/// Text-query vector fan-out across the requested modalities.
pub fn search_text_vector(
    snapshot: &Snapshot,
    embedders: &EmbedderSet,
    query_text: &str,
    modalities: &BTreeSet<Modality>,
    top_k: usize,
    scope: Option<&TenantScope>,
    trace: &mut TraceMap,
) -> Vec<SourceList> {
    let mut lists = Vec::new();
    let need_text = modalities.contains(&Modality::Document)
        || modalities.contains(&Modality::Transcript);

    if need_text {
        let embed_start = Instant::now();
        let text_vec = embedders.text.encode(query_text);
        record_embed(trace, "text_embed_ms", embed_start);

        if modalities.contains(&Modality::Document) {
            let started = Instant::now();
            let results: Vec<QueryResult> = probe(
                snapshot.tables().doc_chunks.iter().filter(|chunk| {
                    snapshot
                        .asset(&chunk.media_asset_id)
                        .map(|asset| asset_visible(asset, scope))
                        .unwrap_or(false)
                }),
                &text_vec,
                |chunk| chunk.text_vector.as_slice(),
                top_k,
            )
            .into_iter()
            .filter_map(|(chunk, score)| {
                let asset = snapshot.asset(&chunk.media_asset_id)?;
                Some(QueryResult {
                    modality: Modality::Document,
                    uri: asset.uri.clone(),
                    snippet: Some(chunk.content.clone()),
                    start_ms: None,
                    end_ms: None,
                    thumbnail_uri: None,
                    score,
                    media_asset_id: asset.id.clone(),
                    media_type: Some(asset.media_type.clone()),
                    primary_evidence_id: chunk.id.clone(),
                    evidence_refs: vec![EvidenceRef::new("doc_chunk_id", &chunk.id)],
                    why: vector_why(Modality::Document, score),
                })
            })
            .collect();
            record_probe(trace, "doc", started, results.len());
            lists.push(SourceList::new("vector", Modality::Document, results));
        }

        if modalities.contains(&Modality::Transcript) {
            let started = Instant::now();
            let results: Vec<QueryResult> = probe(
                snapshot.tables().transcripts.iter().filter(|tr| {
                    snapshot
                        .asset(&tr.media_asset_id)
                        .map(|asset| asset_visible(asset, scope))
                        .unwrap_or(false)
                }),
                &text_vec,
                |tr| tr.text_vector.as_slice(),
                top_k,
            )
            .into_iter()
            .filter_map(|(tr, score)| {
                let asset = snapshot.asset(&tr.media_asset_id)?;
                Some(QueryResult {
                    modality: Modality::Transcript,
                    uri: asset.uri.clone(),
                    snippet: Some(tr.content.clone()),
                    start_ms: Some(tr.start_ms),
                    end_ms: Some(tr.end_ms),
                    thumbnail_uri: None,
                    score,
                    media_asset_id: asset.id.clone(),
                    media_type: Some(asset.media_type.clone()),
                    primary_evidence_id: tr.id.clone(),
                    evidence_refs: vec![EvidenceRef::new("transcript_id", &tr.id)],
                    why: vector_why(Modality::Transcript, score),
                })
            })
            .collect();
            record_probe(trace, "transcript", started, results.len());
            lists.push(SourceList::new("vector", Modality::Transcript, results));
        }
    }

    if modalities.contains(&Modality::Image) {
        let embed_start = Instant::now();
        let clip_vec = embedders.image_text.encode(query_text);
        record_embed(trace, "image_text_embed_ms", embed_start);

        let started = Instant::now();
        let results = image_probe(snapshot, &clip_vec, top_k, scope);
        record_probe(trace, "image", started, results.len());
        lists.push(SourceList::new("vector", Modality::Image, results));
    }

    if modalities.contains(&Modality::Audio) {
        let embed_start = Instant::now();
        let clap_vec = embedders.audio_text.encode(query_text);
        record_embed(trace, "audio_text_embed_ms", embed_start);

        let started = Instant::now();
        let results: Vec<QueryResult> = probe(
            snapshot.tables().audio_clips.iter().filter(|clip| {
                snapshot
                    .asset(&clip.media_asset_id)
                    .map(|asset| asset_visible(asset, scope))
                    .unwrap_or(false)
            }),
            &clap_vec,
            |clip| clip.clap_vector.as_slice(),
            top_k,
        )
        .into_iter()
        .filter_map(|(clip, score)| {
            let asset = snapshot.asset(&clip.media_asset_id)?;
            Some(QueryResult {
                modality: Modality::Audio,
                uri: asset.uri.clone(),
                snippet: None,
                start_ms: clip.start_ms,
                end_ms: clip.end_ms,
                thumbnail_uri: None,
                score,
                media_asset_id: asset.id.clone(),
                media_type: Some(asset.media_type.clone()),
                primary_evidence_id: clip.id.clone(),
                evidence_refs: vec![EvidenceRef::new("clip_id", &clip.id)],
                why: vector_why(Modality::Audio, score),
            })
        })
        .collect();
        record_probe(trace, "audio", started, results.len());
        lists.push(SourceList::new("vector", Modality::Audio, results));
    }

    lists
}

fn image_probe(
    snapshot: &Snapshot,
    query_vec: &[f32],
    top_k: usize,
    scope: Option<&TenantScope>,
) -> Vec<QueryResult> {
    probe(
        snapshot.tables().image_frames.iter().filter(|frame| {
            snapshot
                .asset(&frame.media_asset_id)
                .map(|asset| asset_visible(asset, scope))
                .unwrap_or(false)
        }),
        query_vec,
        |frame| frame.clip_vector.as_slice(),
        top_k,
    )
    .into_iter()
    .filter_map(|(frame, score)| {
        let asset = snapshot.asset(&frame.media_asset_id)?;
        Some(QueryResult {
            modality: Modality::Image,
            uri: asset.uri.clone(),
            snippet: None,
            start_ms: frame.timestamp_ms,
            end_ms: frame.timestamp_ms,
            thumbnail_uri: frame.thumbnail_uri.clone(),
            score,
            media_asset_id: asset.id.clone(),
            media_type: Some(asset.media_type.clone()),
            primary_evidence_id: frame.id.clone(),
            evidence_refs: vec![EvidenceRef::new("frame_id", &frame.id)],
            why: vector_why(Modality::Image, score),
        })
    })
    .collect()
}

fn decode_base64_image(payload: &str) -> Result<Vec<u8>> {
    let cleaned = payload.trim();
    let cleaned = match cleaned.split_once(',') {
        Some((prefix, rest)) if prefix.to_ascii_lowercase().starts_with("data:") => rest,
        _ => cleaned,
    };
    base64::engine::general_purpose::STANDARD
        .decode(cleaned)
        .map_err(|_| QueryError::Validation("Invalid image_base64 payload".into()))
}

/// Image-for-image vector probe.
pub fn search_image_vector(
    snapshot: &Snapshot,
    embedders: &EmbedderSet,
    image_base64: &str,
    top_k: usize,
    scope: Option<&TenantScope>,
    trace: &mut TraceMap,
) -> Result<SourceList> {
    let decode_start = Instant::now();
    let bytes = decode_base64_image(image_base64)?;
    record_embed(trace, "image_decode_ms", decode_start);

    let embed_start = Instant::now();
    let vector = embedders.image.encode_bytes(&bytes);
    record_embed(trace, "image_embed_ms", embed_start);

    let started = Instant::now();
    let results = image_probe(snapshot, &vector, top_k, scope);
    record_probe(trace, "image", started, results.len());
    Ok(SourceList::new("vector", Modality::Image, results))
}

/// Occurrence count of query tokens in the content token stream.
fn match_count(query_tokens: &[String], content: &str) -> usize {
    if query_tokens.is_empty() {
        return 0;
    }
    content
        .split(|c: char| !c.is_alphanumeric())
        .filter(|token| !token.is_empty())
        .map(|token| token.to_ascii_lowercase())
        .filter(|token| query_tokens.contains(token))
        .count()
}

/// Deterministic keyword score: monotonic non-decreasing in the match count,
/// damped by chunk length so short exact hits outrank long diffuse ones.
fn keyword_score(matches: usize, content_len: usize) -> f32 {
    if matches == 0 {
        return 0.0;
    }
    let m = matches as f32;
    let length_damping = 1.0 / (1.0 + content_len as f32 / 2048.0);
    clamp_score((m / (m + 1.0)) * length_damping.max(0.25))
}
——————————
## WHAT YOU HAVE TO DO
From the data above, copy each line that holds "QueryResult".

## COMPLETED TASK
            let results: Vec<QueryResult> = probe(
                Some(QueryResult {
            let results: Vec<QueryResult> = probe(
                Some(QueryResult {
        let results: Vec<QueryResult> = probe(
            Some(QueryResult {
) -> Vec<QueryResult> {
        Some(QueryResult {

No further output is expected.